Stored data:
---+---

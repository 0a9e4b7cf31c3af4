//! Worker pool and the per-batch dispatch primitive.

use std::collections::HashSet;
use std::sync::Arc;
use std::thread::{self, JoinHandle};

use anyhow::{bail, Context, Result};
use crossbeam_channel::bounded;
use tracing::debug;

use crate::cache::MatcherCache;
use crate::matcher::kernel::{BruteForceCpuMatcher, CpuMatchKernel, GpuMatchKernelFactory};
use crate::options::MatchingConfig;
use crate::queue::JobQueue;
use crate::types::{FeatureMatches, ImageId, PairId};

use super::worker::{run_cpu_worker, run_gpu_worker, WorkerContext};

/// Capacity of the input queue; pushes beyond it block the dispatcher
/// until the workers catch up.
const INPUT_QUEUE_CAPACITY: usize = 128;

/// Unit of work dispatched to the workers.
#[derive(Debug, Clone, Copy)]
pub struct PairJob {
    pub image_id1: ImageId,
    pub image_id2: ImageId,
}

/// One result per dispatched job. A failed job carries the error so the
/// dispatcher can keep its result accounting intact before propagating.
pub(crate) struct MatchOutput {
    pub image_id1: ImageId,
    pub image_id2: ImageId,
    pub matches: Result<FeatureMatches>,
}

/// Matching kernels available to a pool.
#[derive(Clone)]
pub struct KernelSet {
    pub cpu: Arc<dyn CpuMatchKernel>,
    pub gpu: Option<Arc<dyn GpuMatchKernelFactory>>,
}

impl KernelSet {
    /// The built-in brute-force CPU kernel and no GPU backend.
    pub fn cpu_only(config: &MatchingConfig) -> Self {
        Self {
            cpu: Arc::new(BruteForceCpuMatcher::new(config)),
            gpu: None,
        }
    }
}

enum WorkerPlan {
    Cpu,
    Gpu { gpu_index: i32 },
}

/// Owns the matcher workers and both job queues.
///
/// Lifecycle: construct, `setup()` (starts the workers), any number of
/// `match_pairs()` calls, then drop. Dropping drains the queues, stops
/// them and joins every worker.
pub struct MatcherPool {
    config: MatchingConfig,
    cache: Arc<MatcherCache>,
    kernels: KernelSet,
    plans: Vec<WorkerPlan>,
    input: Arc<JobQueue<PairJob>>,
    output: Arc<JobQueue<MatchOutput>>,
    workers: Vec<JoinHandle<()>>,
    is_setup: bool,
}

impl MatcherPool {
    pub fn new(config: MatchingConfig, cache: Arc<MatcherCache>, kernels: KernelSet) -> Result<Self> {
        config.check()?;

        let plans = if config.use_gpu {
            let factory = kernels
                .gpu
                .as_ref()
                .context("GPU matching requested but no GPU kernel factory was provided")?;
            let mut gpu_indices = config.gpu_indices()?;
            if gpu_indices.len() == 1 && gpu_indices[0] == -1 {
                let num_devices = factory.num_devices();
                if num_devices == 0 {
                    bail!("no GPU devices available");
                }
                gpu_indices = (0..num_devices as i32).collect();
            }
            gpu_indices
                .into_iter()
                .map(|gpu_index| WorkerPlan::Gpu { gpu_index })
                .collect()
        } else {
            (0..config.effective_num_threads())
                .map(|_| WorkerPlan::Cpu)
                .collect()
        };

        Ok(Self {
            config,
            cache,
            kernels,
            plans,
            input: Arc::new(JobQueue::with_capacity(INPUT_QUEUE_CAPACITY)),
            output: Arc::new(JobQueue::new()),
            workers: Vec::new(),
            is_setup: false,
        })
    }

    /// Number of workers this pool runs.
    pub fn num_workers(&self) -> usize {
        self.plans.len()
    }

    /// Clamp the options against the database and start the workers.
    ///
    /// Fails if any worker reports an invalid setup; already-started
    /// workers are stopped and joined before returning.
    pub fn setup(&mut self) -> Result<()> {
        if self.is_setup {
            return Ok(());
        }

        // No pair can have more matches than the largest descriptor count.
        let max_num_features = self.cache.max_num_descriptors()?;
        if max_num_features > 0 {
            self.config.max_num_matches = self.config.max_num_matches.min(max_num_features);
        }

        let (setup_tx, setup_rx) = bounded::<Result<()>>(self.plans.len());
        for plan in &self.plans {
            let context = WorkerContext {
                min_num_matches: self.config.min_num_matches,
                max_num_matches: self.config.max_num_matches,
                cache: Arc::clone(&self.cache),
                input: Arc::clone(&self.input),
                output: Arc::clone(&self.output),
            };
            let setup_tx = setup_tx.clone();
            match plan {
                WorkerPlan::Cpu => {
                    let kernel = Arc::clone(&self.kernels.cpu);
                    self.workers
                        .push(thread::spawn(move || run_cpu_worker(context, kernel, setup_tx)));
                }
                WorkerPlan::Gpu { gpu_index } => {
                    let factory = Arc::clone(
                        self.kernels
                            .gpu
                            .as_ref()
                            .context("GPU worker planned without a kernel factory")?,
                    );
                    let gpu_index = *gpu_index;
                    let config = self.config.clone();
                    self.workers.push(thread::spawn(move || {
                        run_gpu_worker(context, factory, gpu_index, config, setup_tx)
                    }));
                }
            }
        }
        drop(setup_tx);

        for _ in 0..self.plans.len() {
            match setup_rx.recv() {
                Ok(Ok(())) => {}
                Ok(Err(err)) => {
                    self.shutdown();
                    return Err(err.context("matcher worker setup failed"));
                }
                Err(_) => {
                    self.shutdown();
                    bail!("matcher worker exited before signaling setup");
                }
            }
        }

        debug!(num_workers = self.workers.len(), "matcher pool ready");
        self.is_setup = true;
        Ok(())
    }

    /// Match a batch of image pairs and write the results through the
    /// cache. The caller holds the enclosing database transaction.
    ///
    /// Self-pairs, duplicates (by canonical pair id) and pairs already in
    /// the database are skipped; exactly one result per surviving pair is
    /// awaited, so worker completion order does not matter.
    pub fn match_pairs(&self, image_pairs: &[(ImageId, ImageId)]) -> Result<()> {
        if !self.is_setup {
            bail!("matcher pool used before setup");
        }
        if image_pairs.is_empty() {
            return Ok(());
        }

        let mut pair_ids = HashSet::with_capacity(image_pairs.len());
        let mut num_outputs = 0usize;
        for &(image_id1, image_id2) in image_pairs {
            if image_id1 == image_id2 {
                continue;
            }
            let pair_id = PairId::from_image_pair(image_id1, image_id2);
            if !pair_ids.insert(pair_id) {
                continue;
            }
            if self.cache.exists_matches(image_id1, image_id2)? {
                continue;
            }
            num_outputs += 1;
            if !self.input.push(PairJob {
                image_id1,
                image_id2,
            }) {
                bail!("input queue stopped during dispatch");
            }
        }

        // Pop exactly as many results as were enqueued, even past a
        // failure, so the queues are empty when we return and the
        // enclosing transaction can roll back cleanly.
        let mut first_error = None;
        for _ in 0..num_outputs {
            let Some(output) = self.output.pop() else {
                bail!("output queue stopped while awaiting results");
            };
            match output.matches {
                Ok(mut matches) => {
                    if matches.len() < self.config.min_num_matches {
                        matches.clear();
                    }
                    if first_error.is_none() {
                        if let Err(err) =
                            self.cache
                                .write_matches(output.image_id1, output.image_id2, &matches)
                        {
                            first_error = Some(err);
                        }
                    }
                }
                Err(err) => {
                    if first_error.is_none() {
                        first_error = Some(err);
                    }
                }
            }
        }
        if let Some(err) = first_error {
            return Err(err);
        }

        if !self.output.is_empty() {
            bail!("output queue not empty after dispatch");
        }
        Ok(())
    }

    fn shutdown(&mut self) {
        if self.workers.is_empty() {
            return;
        }
        self.input.wait();
        self.output.wait();
        self.input.stop();
        self.output.stop();
        for worker in self.workers.drain(..) {
            if worker.join().is_err() {
                tracing::error!("matcher worker panicked");
            }
        }
    }
}

impl Drop for MatcherPool {
    fn drop(&mut self) {
        self.shutdown();
    }
}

---+---

* _Exercise_
Word for word, transcribe the data shown above.

* _Response_
repository 0a9e4b7cf31c3af4
//! Worker pool and the per-batch dispatch primitive.

use std::collections::HashSet;
use std::sync::Arc;
use std::thread::{self, JoinHandle};

use anyhow::{bail, Context, Result};
use crossbeam_channel::bounded;
use tracing::debug;

use crate::cache::MatcherCache;
use crate::matcher::kernel::{BruteForceCpuMatcher, CpuMatchKernel, GpuMatchKernelFactory};
use crate::options::MatchingConfig;
use crate::queue::JobQueue;
use crate::types::{FeatureMatches, ImageId, PairId};

use super::worker::{run_cpu_worker, run_gpu_worker, WorkerContext};

/// Capacity of the input queue; pushes beyond it block the dispatcher
/// until the workers catch up.
const INPUT_QUEUE_CAPACITY: usize = 128;

/// Unit of work dispatched to the workers.
#[derive(Debug, Clone, Copy)]
pub struct PairJob {
    pub image_id1: ImageId,
    pub image_id2: ImageId,
}

/// One result per dispatched job. A failed job carries the error so the
/// dispatcher can keep its result accounting intact before propagating.
pub(crate) struct MatchOutput {
    pub image_id1: ImageId,
    pub image_id2: ImageId,
    pub matches: Result<FeatureMatches>,
}

/// Matching kernels available to a pool.
#[derive(Clone)]
pub struct KernelSet {
    pub cpu: Arc<dyn CpuMatchKernel>,
    pub gpu: Option<Arc<dyn GpuMatchKernelFactory>>,
}

impl KernelSet {
    /// The built-in brute-force CPU kernel and no GPU backend.
    pub fn cpu_only(config: &MatchingConfig) -> Self {
        Self {
            cpu: Arc::new(BruteForceCpuMatcher::new(config)),
            gpu: None,
        }
    }
}

enum WorkerPlan {
    Cpu,
    Gpu { gpu_index: i32 },
}

/// Owns the matcher workers and both job queues.
///
/// Lifecycle: construct, `setup()` (starts the workers), any number of
/// `match_pairs()` calls, then drop. Dropping drains the queues, stops
/// them and joins every worker.
pub struct MatcherPool {
    config: MatchingConfig,
    cache: Arc<MatcherCache>,
    kernels: KernelSet,
    plans: Vec<WorkerPlan>,
    input: Arc<JobQueue<PairJob>>,
    output: Arc<JobQueue<MatchOutput>>,
    workers: Vec<JoinHandle<()>>,
    is_setup: bool,
}

impl MatcherPool {
    pub fn new(config: MatchingConfig, cache: Arc<MatcherCache>, kernels: KernelSet) -> Result<Self> {
        config.check()?;

        let plans = if config.use_gpu {
            let factory = kernels
                .gpu
                .as_ref()
                .context("GPU matching requested but no GPU kernel factory was provided")?;
            let mut gpu_indices = config.gpu_indices()?;
            if gpu_indices.len() == 1 && gpu_indices[0] == -1 {
                let num_devices = factory.num_devices();
                if num_devices == 0 {
                    bail!("no GPU devices available");
                }
                gpu_indices = (0..num_devices as i32).collect();
            }
            gpu_indices
                .into_iter()
                .map(|gpu_index| WorkerPlan::Gpu { gpu_index })
                .collect()
        } else {
            (0..config.effective_num_threads())
                .map(|_| WorkerPlan::Cpu)
                .collect()
        };

        Ok(Self {
            config,
            cache,
            kernels,
            plans,
            input: Arc::new(JobQueue::with_capacity(INPUT_QUEUE_CAPACITY)),
            output: Arc::new(JobQueue::new()),
            workers: Vec::new(),
            is_setup: false,
        })
    }

    /// Number of workers this pool runs.
    pub fn num_workers(&self) -> usize {
        self.plans.len()
    }

    /// Clamp the options against the database and start the workers.
    ///
    /// Fails if any worker reports an invalid setup; already-started
    /// workers are stopped and joined before returning.
    pub fn setup(&mut self) -> Result<()> {
        if self.is_setup {
            return Ok(());
        }

        // No pair can have more matches than the largest descriptor count.
        let max_num_features = self.cache.max_num_descriptors()?;
        if max_num_features > 0 {
            self.config.max_num_matches = self.config.max_num_matches.min(max_num_features);
        }

        let (setup_tx, setup_rx) = bounded::<Result<()>>(self.plans.len());
        for plan in &self.plans {
            let context = WorkerContext {
                min_num_matches: self.config.min_num_matches,
                max_num_matches: self.config.max_num_matches,
                cache: Arc::clone(&self.cache),
                input: Arc::clone(&self.input),
                output: Arc::clone(&self.output),
            };
            let setup_tx = setup_tx.clone();
            match plan {
                WorkerPlan::Cpu => {
                    let kernel = Arc::clone(&self.kernels.cpu);
                    self.workers
                        .push(thread::spawn(move || run_cpu_worker(context, kernel, setup_tx)));
                }
                WorkerPlan::Gpu { gpu_index } => {
                    let factory = Arc::clone(
                        self.kernels
                            .gpu
                            .as_ref()
                            .context("GPU worker planned without a kernel factory")?,
                    );
                    let gpu_index = *gpu_index;
                    let config = self.config.clone();
                    self.workers.push(thread::spawn(move || {
                        run_gpu_worker(context, factory, gpu_index, config, setup_tx)
                    }));
                }
            }
        }
        drop(setup_tx);

        for _ in 0..self.plans.len() {
            match setup_rx.recv() {
                Ok(Ok(())) => {}
                Ok(Err(err)) => {
                    self.shutdown();
                    return Err(err.context("matcher worker setup failed"));
                }
                Err(_) => {
                    self.shutdown();
                    bail!("matcher worker exited before signaling setup");
                }
            }
        }

        debug!(num_workers = self.workers.len(), "matcher pool ready");
        self.is_setup = true;
        Ok(())
    }

    /// Match a batch of image pairs and write the results through the
    /// cache. The caller holds the enclosing database transaction.
    ///
    /// Self-pairs, duplicates (by canonical pair id) and pairs already in
    /// the database are skipped; exactly one result per surviving pair is
    /// awaited, so worker completion order does not matter.
    pub fn match_pairs(&self, image_pairs: &[(ImageId, ImageId)]) -> Result<()> {
        if !self.is_setup {
            bail!("matcher pool used before setup");
        }
        if image_pairs.is_empty() {
            return Ok(());
        }

        let mut pair_ids = HashSet::with_capacity(image_pairs.len());
        let mut num_outputs = 0usize;
        for &(image_id1, image_id2) in image_pairs {
            if image_id1 == image_id2 {
                continue;
            }
            let pair_id = PairId::from_image_pair(image_id1, image_id2);
            if !pair_ids.insert(pair_id) {
                continue;
            }
            if self.cache.exists_matches(image_id1, image_id2)? {
                continue;
            }
            num_outputs += 1;
            if !self.input.push(PairJob {
                image_id1,
                image_id2,
            }) {
                bail!("input queue stopped during dispatch");
            }
        }

        // Pop exactly as many results as were enqueued, even past a
        // failure, so the queues are empty when we return and the
        // enclosing transaction can roll back cleanly.
        let mut first_error = None;
        for _ in 0..num_outputs {
            let Some(output) = self.output.pop() else {
                bail!("output queue stopped while awaiting results");
            };
            match output.matches {
                Ok(mut matches) => {
                    if matches.len() < self.config.min_num_matches {
                        matches.clear();
                    }
                    if first_error.is_none() {
                        if let Err(err) =
                            self.cache
                                .write_matches(output.image_id1, output.image_id2, &matches)
                        {
                            first_error = Some(err);
                        }
                    }
                }
                Err(err) => {
                    if first_error.is_none() {
                        first_error = Some(err);
                    }
                }
            }
        }
        if let Some(err) = first_error {
            return Err(err);
        }

        if !self.output.is_empty() {
            bail!("output queue not empty after dispatch");
        }
        Ok(())
    }

    fn shutdown(&mut self) {
        if self.workers.is_empty() {
            return;
        }
        self.input.wait();
        self.output.wait();
        self.input.stop();
        self.output.stop();
        for worker in self.workers.drain(..) {
            if worker.join().is_err() {
                tracing::error!("matcher worker panicked");
            }
        }
    }
}

impl Drop for MatcherPool {
    fn drop(&mut self) {
        self.shutdown();
    }
}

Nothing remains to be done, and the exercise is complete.